Giallo a Nuoro sulla morte di Riccardo Ferrarrelli, 38 anni, medico di famiglia originario di Roma e in servizio in città dal 2024. Il professionista è stato trovato senza vita ieri nel primo pomeriggio nella sua abitazione.
A dare l’allarme sono stati i genitori, residenti nella Capitale, che non riuscivano a mettersi in contatto con lui da martedì. Il medico non rispondeva al telefono e in mattinata non si era presentato nel suo ambulatorio, dove avrebbe dovuto ricevere i pazienti. A vuoto anche le chiamate al numero di reperibilità. Con il passare delle ore, la preoccupazione è aumentata fino alla decisione di chiedere l’intervento delle forze dell’ordine.
La scoperta
Una squadra di soccorritori si è recata nell’appartamento al primo piano della palazzina. I vigili del fuoco hanno forzato la porta d’ingresso. All’interno, insieme ai medici dell’Areus-112, hanno fatto la tragica scoperta: Ferrarrelli era nel salone, privo di vita.

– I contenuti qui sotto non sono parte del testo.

//! Durable per-user mailboxes.
//!
//! A message's bucket is its lifecycle state: `outbox` on the sender's side
//! once accepted, `inbox` on the recipient's side once landed, `read` after
//! acknowledgement, and `drafts` after a failed delivery. Buckets live in a
//! container bucket (default `messages`) inside the user's own storage unit.

use crate::storage::{validate_user_unit, Storage, StorageError, StorageProvider};
use aurora_protocol::ChatMessage;
use dashmap::DashMap;
use std::fmt;
use std::sync::Arc;
use thiserror::Error;
use tokio::sync::Mutex;
use tracing::{debug, trace};

/// Default name of the container bucket holding the mailbox buckets.
pub const DEFAULT_CONTAINER: &str = "messages";

/// Mailbox buckets.
#[derive(Debug, Clone, Copy, PartialEq, Eq, Hash)]
pub enum Bucket {
    /// Accepted from the sender.
    Outbox,
    /// Landed at the recipient.
    Inbox,
    /// Failed sends, returned to the sender.
    Drafts,
    /// Acknowledged by the recipient.
    Read,
}

impl Bucket {
    /// Storage name of the bucket.
    #[must_use]
    pub const fn as_str(&self) -> &'static str {
        match self {
            Bucket::Outbox => "outbox",
            Bucket::Inbox => "inbox",
            Bucket::Drafts => "drafts",
            Bucket::Read => "read",
        }
    }
}

impl fmt::Display for Bucket {
    fn fmt(&self, f: &mut fmt::Formatter<'_>) -> fmt::Result {
        f.write_str(self.as_str())
    }
}

/// Mailbox errors.
#[derive(Debug, Error)]
pub enum MailboxError {
    /// The storage layer failed.
    #[error("Storage failure: {0}")]
    StorageFailure(#[from] StorageError),

    /// The message is not in the expected bucket.
    #[error("Message {id} not found in {bucket}")]
    NotFound {
        /// Bucket that was searched.
        bucket: Bucket,
        /// Message ID.
        id: String,
    },

    /// A record could not be (de)serialized.
    #[error("Codec error: {0}")]
    Codec(#[from] serde_json::Error),
}

/// Factory for per-user mailboxes.
///
/// Mailboxes handed out for the same user share one lock, which serializes
/// every write to that user's storage unit across connections. A lock lives
/// only as long as some mailbox of its user does.
pub struct Mailboxes {
    provider: Arc<dyn StorageProvider>,
    container: Arc<str>,
    locks: Arc<LockMap>,
}

type LockMap = DashMap<String, Arc<Mutex<()>>>;

impl Mailboxes {
    /// Create a factory over a storage provider.
    #[must_use]
    pub fn new(provider: Arc<dyn StorageProvider>) -> Self {
        Self::with_container(provider, DEFAULT_CONTAINER)
    }

    /// Create a factory with a custom container bucket name.
    #[must_use]
    pub fn with_container(provider: Arc<dyn StorageProvider>, container: &str) -> Self {
        Self {
            provider,
            container: Arc::from(container),
            locks: Arc::new(DashMap::new()),
        }
    }

    /// Number of users with a mailbox currently open.
    #[must_use]
    pub fn lock_count(&self) -> usize {
        self.locks.len()
    }

    /// Open the mailbox of a user.
    ///
    /// # Errors
    ///
    /// Returns `StorageFailure` if the user ID names a reserved unit or the
    /// user's storage unit cannot be opened.
    pub async fn for_user(&self, user_id: &str) -> Result<Mailbox, MailboxError> {
        validate_user_unit(user_id)?;
        let storage = self.provider.open(user_id).await?;
        let lock = self
            .locks
            .entry(user_id.to_string())
            .or_insert_with(|| Arc::new(Mutex::new(())))
            .clone();

        Ok(Mailbox {
            user_id: user_id.to_string(),
            storage,
            container: Arc::clone(&self.container),
            lock,
            locks: Arc::clone(&self.locks),
        })
    }
}

/// A scoped accessor to one user's mailbox.
pub struct Mailbox {
    user_id: String,
    storage: Arc<dyn Storage>,
    container: Arc<str>,
    lock: Arc<Mutex<()>>,
    locks: Arc<LockMap>,
}

impl Drop for Mailbox {
    fn drop(&mut self) {
        // The map and this mailbox hold two references; a third is another
        // mailbox of the same user.
        self.locks.remove_if(&self.user_id, |_, lock| {
            Arc::ptr_eq(lock, &self.lock) && Arc::strong_count(lock) == 2
        });
    }
}

impl Mailbox {
    /// Owner of the mailbox.
    #[must_use]
    pub fn user_id(&self) -> &str {
        &self.user_id
    }

    fn path(&self, bucket: Bucket) -> [&str; 2] {
        [&*self.container, bucket.as_str()]
    }

    /// Persist a message into a bucket.
    ///
    /// Assigns a fresh ID if the message has none. The ID is never changed
    /// afterwards.
    ///
    /// # Errors
    ///
    /// Returns `StorageFailure` if the write fails.
    pub async fn save(&self, bucket: Bucket, message: &mut ChatMessage) -> Result<(), MailboxError> {
        if !message.has_id() {
            message.id = uuid::Uuid::new_v4().to_string();
        }
        let data = serde_json::to_vec(message)?;

        let _guard = self.lock.lock().await;
        self.storage
            .create(&self.path(bucket), &message.id, data)
            .await?;

        debug!(user = %self.user_id, bucket = %bucket, id = %message.id, "Saved message");
        Ok(())
    }

    /// Move a message from `src` to `dest`, keeping its bytes and ID.
    ///
    /// Whether the move is atomic depends on the storage backend. Without
    /// transactions a fault between the write and the delete leaves the
    /// message in both buckets.
    ///
    /// # Errors
    ///
    /// Returns `NotFound` if `src` does not hold the message, and
    /// `StorageFailure` if the storage layer fails.
    pub async fn move_to(&self, dest: Bucket, src: Bucket, id: &str) -> Result<(), MailboxError> {
        let _guard = self.lock.lock().await;
        let moved = self
            .storage
            .move_value(&self.path(src), &self.path(dest), id)
            .await?;

        if !moved {
            return Err(MailboxError::NotFound {
                bucket: src,
                id: id.to_string(),
            });
        }

        debug!(user = %self.user_id, from = %src, to = %dest, id = %id, "Moved message");
        Ok(())
    }

    /// Remove a message from a bucket.
    ///
    /// # Errors
    ///
    /// Returns `StorageFailure` if the delete fails.
    pub async fn delete(&self, bucket: Bucket, id: &str) -> Result<(), MailboxError> {
        let _guard = self.lock.lock().await;
        self.storage.delete(&self.path(bucket), id).await?;
        trace!(user = %self.user_id, bucket = %bucket, id = %id, "Deleted message");
        Ok(())
    }

    /// Read the raw stored record.
    ///
    /// # Errors
    ///
    /// Returns `StorageFailure` if the read fails.
    pub async fn get_raw(&self, bucket: Bucket, id: &str) -> Result<Option<Vec<u8>>, MailboxError> {
        Ok(self.storage.get(&self.path(bucket), id).await?)
    }

    /// Read a message.
    ///
    /// # Errors
    ///
    /// Returns `StorageFailure` if the read fails or `Codec` if the record
    /// is corrupt.
    pub async fn get(&self, bucket: Bucket, id: &str) -> Result<Option<ChatMessage>, MailboxError> {
        match self.get_raw(bucket, id).await? {
            Some(data) => Ok(Some(serde_json::from_slice(&data)?)),
            None => Ok(None),
        }
    }

    /// Read every message in a bucket.
    ///
    /// # Errors
    ///
    /// Returns `StorageFailure` if the read fails or `Codec` if a record is
    /// corrupt.
    pub async fn list(&self, bucket: Bucket) -> Result<Vec<ChatMessage>, MailboxError> {
        self.storage
            .list(&self.path(bucket))
            .await?
            .into_iter()
            .map(|(_, data)| serde_json::from_slice(&data).map_err(MailboxError::from))
            .collect()
    }
}

#[cfg(test)]
mod tests {
    use super::*;
    use crate::storage::MemoryProvider;
    use async_trait::async_trait;

    /// Storage whose deletes always fail.
    struct NoDelete {
        inner: Arc<dyn Storage>,
    }

    #[async_trait]
    impl Storage for NoDelete {
        async fn get(&self, buckets: &[&str], key: &str) -> Result<Option<Vec<u8>>, StorageError> {
            self.inner.get(buckets, key).await
        }

        async fn create(
            &self,
            buckets: &[&str],
            key: &str,
            value: Vec<u8>,
        ) -> Result<(), StorageError> {
            self.inner.create(buckets, key, value).await
        }

        async fn update(
            &self,
            buckets: &[&str],
            key: &str,
            value: Vec<u8>,
        ) -> Result<(), StorageError> {
            self.inner.update(buckets, key, value).await
        }

        async fn delete(&self, _buckets: &[&str], _key: &str) -> Result<(), StorageError> {
            Err(StorageError::Backend("disk detached".into()))
        }

        async fn list(&self, buckets: &[&str]) -> Result<Vec<(String, Vec<u8>)>, StorageError> {
            self.inner.list(buckets).await
        }
    }

    struct NoDeleteProvider(MemoryProvider);

    #[async_trait]
    impl StorageProvider for NoDeleteProvider {
        async fn open(&self, unit: &str) -> Result<Arc<dyn Storage>, StorageError> {
            Ok(Arc::new(NoDelete {
                inner: self.0.open(unit).await?,
            }))
        }
    }

    fn mailboxes() -> (Arc<MemoryProvider>, Mailboxes) {
        let provider = Arc::new(MemoryProvider::new());
        let mailboxes = Mailboxes::new(provider.clone());
        (provider, mailboxes)
    }

    #[tokio::test]
    async fn test_save_assigns_id_once() {
        let (_, mailboxes) = mailboxes();
        let outbox = mailboxes.for_user("alice").await.unwrap();
        let mut msg = ChatMessage::new("alice", "bob", "hi");

        outbox.save(Bucket::Outbox, &mut msg).await.unwrap();
        assert!(msg.has_id());
        let id = msg.id.clone();

        outbox.save(Bucket::Outbox, &mut msg).await.unwrap();
        assert_eq!(msg.id, id);
        assert_eq!(outbox.list(Bucket::Outbox).await.unwrap().len(), 1);
    }

    #[tokio::test]
    async fn test_save_keeps_existing_id() {
        let (_, mailboxes) = mailboxes();
        let inbox = mailboxes.for_user("bob").await.unwrap();
        let mut msg = ChatMessage::new("alice", "bob", "hi").with_id("fixed");

        inbox.save(Bucket::Inbox, &mut msg).await.unwrap();
        assert_eq!(msg.id, "fixed");
        assert!(inbox.get(Bucket::Inbox, "fixed").await.unwrap().is_some());
    }

    #[tokio::test]
    async fn test_save_then_raw_get_roundtrip() {
        let (provider, mailboxes) = mailboxes();
        let mailbox = mailboxes.for_user("alice").await.unwrap();
        let original = ChatMessage::new("alice", "bob", "hello");
        let mut msg = original.clone();

        mailbox.save(Bucket::Outbox, &mut msg).await.unwrap();

        let raw = provider
            .open("alice")
            .await
            .unwrap()
            .get(&["messages", "outbox"], &msg.id)
            .await
            .unwrap()
            .unwrap();
        let stored: ChatMessage = serde_json::from_slice(&raw).unwrap();
        assert_eq!(stored, original.with_id(msg.id.clone()));
    }

    #[tokio::test]
    async fn test_move_preserves_bytes() {
        let (_, mailboxes) = mailboxes();
        let mailbox = mailboxes.for_user("bob").await.unwrap();
        let mut msg = ChatMessage::new("alice", "bob", "hi");
        mailbox.save(Bucket::Inbox, &mut msg).await.unwrap();
        let before = mailbox.get_raw(Bucket::Inbox, &msg.id).await.unwrap();

        mailbox.move_to(Bucket::Read, Bucket::Inbox, &msg.id).await.unwrap();

        assert_eq!(mailbox.get_raw(Bucket::Inbox, &msg.id).await.unwrap(), None);
        assert_eq!(mailbox.get_raw(Bucket::Read, &msg.id).await.unwrap(), before);
    }

    #[tokio::test]
    async fn test_move_missing_is_not_found() {
        let (_, mailboxes) = mailboxes();
        let mailbox = mailboxes.for_user("bob").await.unwrap();

        match mailbox.move_to(Bucket::Read, Bucket::Inbox, "nope").await {
            Err(MailboxError::NotFound { bucket, id }) => {
                assert_eq!(bucket, Bucket::Inbox);
                assert_eq!(id, "nope");
            }
            other => panic!("Expected NotFound error, got {:?}", other),
        }
        assert!(mailbox.list(Bucket::Read).await.unwrap().is_empty());
    }

    #[tokio::test]
    async fn test_delete() {
        let (_, mailboxes) = mailboxes();
        let mailbox = mailboxes.for_user("alice").await.unwrap();
        let mut msg = ChatMessage::new("alice", "bob", "hi");
        mailbox.save(Bucket::Drafts, &mut msg).await.unwrap();

        mailbox.delete(Bucket::Drafts, &msg.id).await.unwrap();
        assert!(mailbox.get(Bucket::Drafts, &msg.id).await.unwrap().is_none());
    }

    #[tokio::test]
    async fn test_custom_container() {
        let provider = Arc::new(MemoryProvider::new());
        let mailboxes = Mailboxes::with_container(provider.clone(), "mail");
        let mailbox = mailboxes.for_user("alice").await.unwrap();
        let mut msg = ChatMessage::new("alice", "bob", "hi");
        mailbox.save(Bucket::Outbox, &mut msg).await.unwrap();

        let unit = provider.open("alice").await.unwrap();
        assert!(unit.get(&["mail", "outbox"], &msg.id).await.unwrap().is_some());
        assert!(unit.get(&["messages", "outbox"], &msg.id).await.unwrap().is_none());
    }

    #[tokio::test]
    async fn test_move_with_failed_delete_keeps_both_copies() {
        let mailboxes = Mailboxes::new(Arc::new(NoDeleteProvider(MemoryProvider::new())));
        let mailbox = mailboxes.for_user("bob").await.unwrap();
        let mut msg = ChatMessage::new("alice", "bob", "hi");
        mailbox.save(Bucket::Inbox, &mut msg).await.unwrap();

        match mailbox.move_to(Bucket::Read, Bucket::Inbox, &msg.id).await {
            Err(MailboxError::StorageFailure(StorageError::Backend(_))) => {}
            other => panic!("Expected StorageFailure error, got {:?}", other),
        }

        let inbox = mailbox.get_raw(Bucket::Inbox, &msg.id).await.unwrap();
        assert!(inbox.is_some());
        assert_eq!(mailbox.get_raw(Bucket::Read, &msg.id).await.unwrap(), inbox);
    }

    #[tokio::test]
    async fn test_locks_released_with_last_mailbox() {
        let (_, mailboxes) = mailboxes();
        let first = mailboxes.for_user("alice").await.unwrap();
        let second = mailboxes.for_user("alice").await.unwrap();
        let bob = mailboxes.for_user("bob").await.unwrap();
        assert_eq!(mailboxes.lock_count(), 2);

        drop(first);
        assert_eq!(mailboxes.lock_count(), 2);
        drop(second);
        drop(bob);
        assert_eq!(mailboxes.lock_count(), 0);

        for i in 0..100 {
            let mailbox = mailboxes.for_user(&format!("user-{i}")).await.unwrap();
            let mut msg = ChatMessage::new("alice", mailbox.user_id(), "hi");
            mailbox.save(Bucket::Inbox, &mut msg).await.unwrap();
        }
        assert_eq!(mailboxes.lock_count(), 0);
    }

    #[tokio::test]
    async fn test_reserved_unit_is_not_a_mailbox() {
        let (provider, mailboxes) = mailboxes();

        match mailboxes.for_user("_sessions").await {
            Err(MailboxError::StorageFailure(StorageError::InvalidPath(_))) => {}
            other => panic!("Expected InvalidPath error, got {:?}", other.map(|m| m.user_id().to_string())),
        }
        assert_eq!(provider.unit_count(), 0);
    }

    #[test]
    fn test_bucket_names() {
        assert_eq!(Bucket::Outbox.to_string(), "outbox");
        assert_eq!(Bucket::Drafts.as_str(), "drafts");
    }
}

La casa era in ordine, senza segni di effrazione o colluttazione. Il portone risultava chiuso dall’interno, elemento che al momento farebbe escludere l’ingresso di terze persone.
Sul posto sono intervenuti gli agenti della squadra Volante, successivamente affiancati dalla squadra mobile e dalla polizia scientifica per i rilievi. Informata la sostituta procuratrice di turno, Elena Tres, che coordina gli accertamenti.
Le ipotesi
Sono in corso verifiche per chiarire le cause del decesso. Tra le ipotesi al vaglio degli investigatori ci sarebbero un malore improvviso o una possibile intossicazione. Saranno gli esami medico-legali a fornire risposte più precise nelle prossime ore.
I pazienti senza riferimento
La notizia ha scosso profondamente la comunità e i suoi assistiti. Ferrarrelli aveva in carico fino a 1.800 pazienti e da poco aveva intrapreso un corso di specializzazione.
L’ambulatorio di via Funtana Buddia è rimasto chiuso per tutta la giornata, così come l’altro studio in Corso Garibaldi dove il medico riceveva.
Originario di Roma, Ferrarrelli aveva avuto in passato una relazione a Oliena, conclusa da tempo. Negli ultimi mesi viveva da solo e, secondo quanto riferito da chi lo conosceva, si era dedicato quasi esclusivamente al lavoro.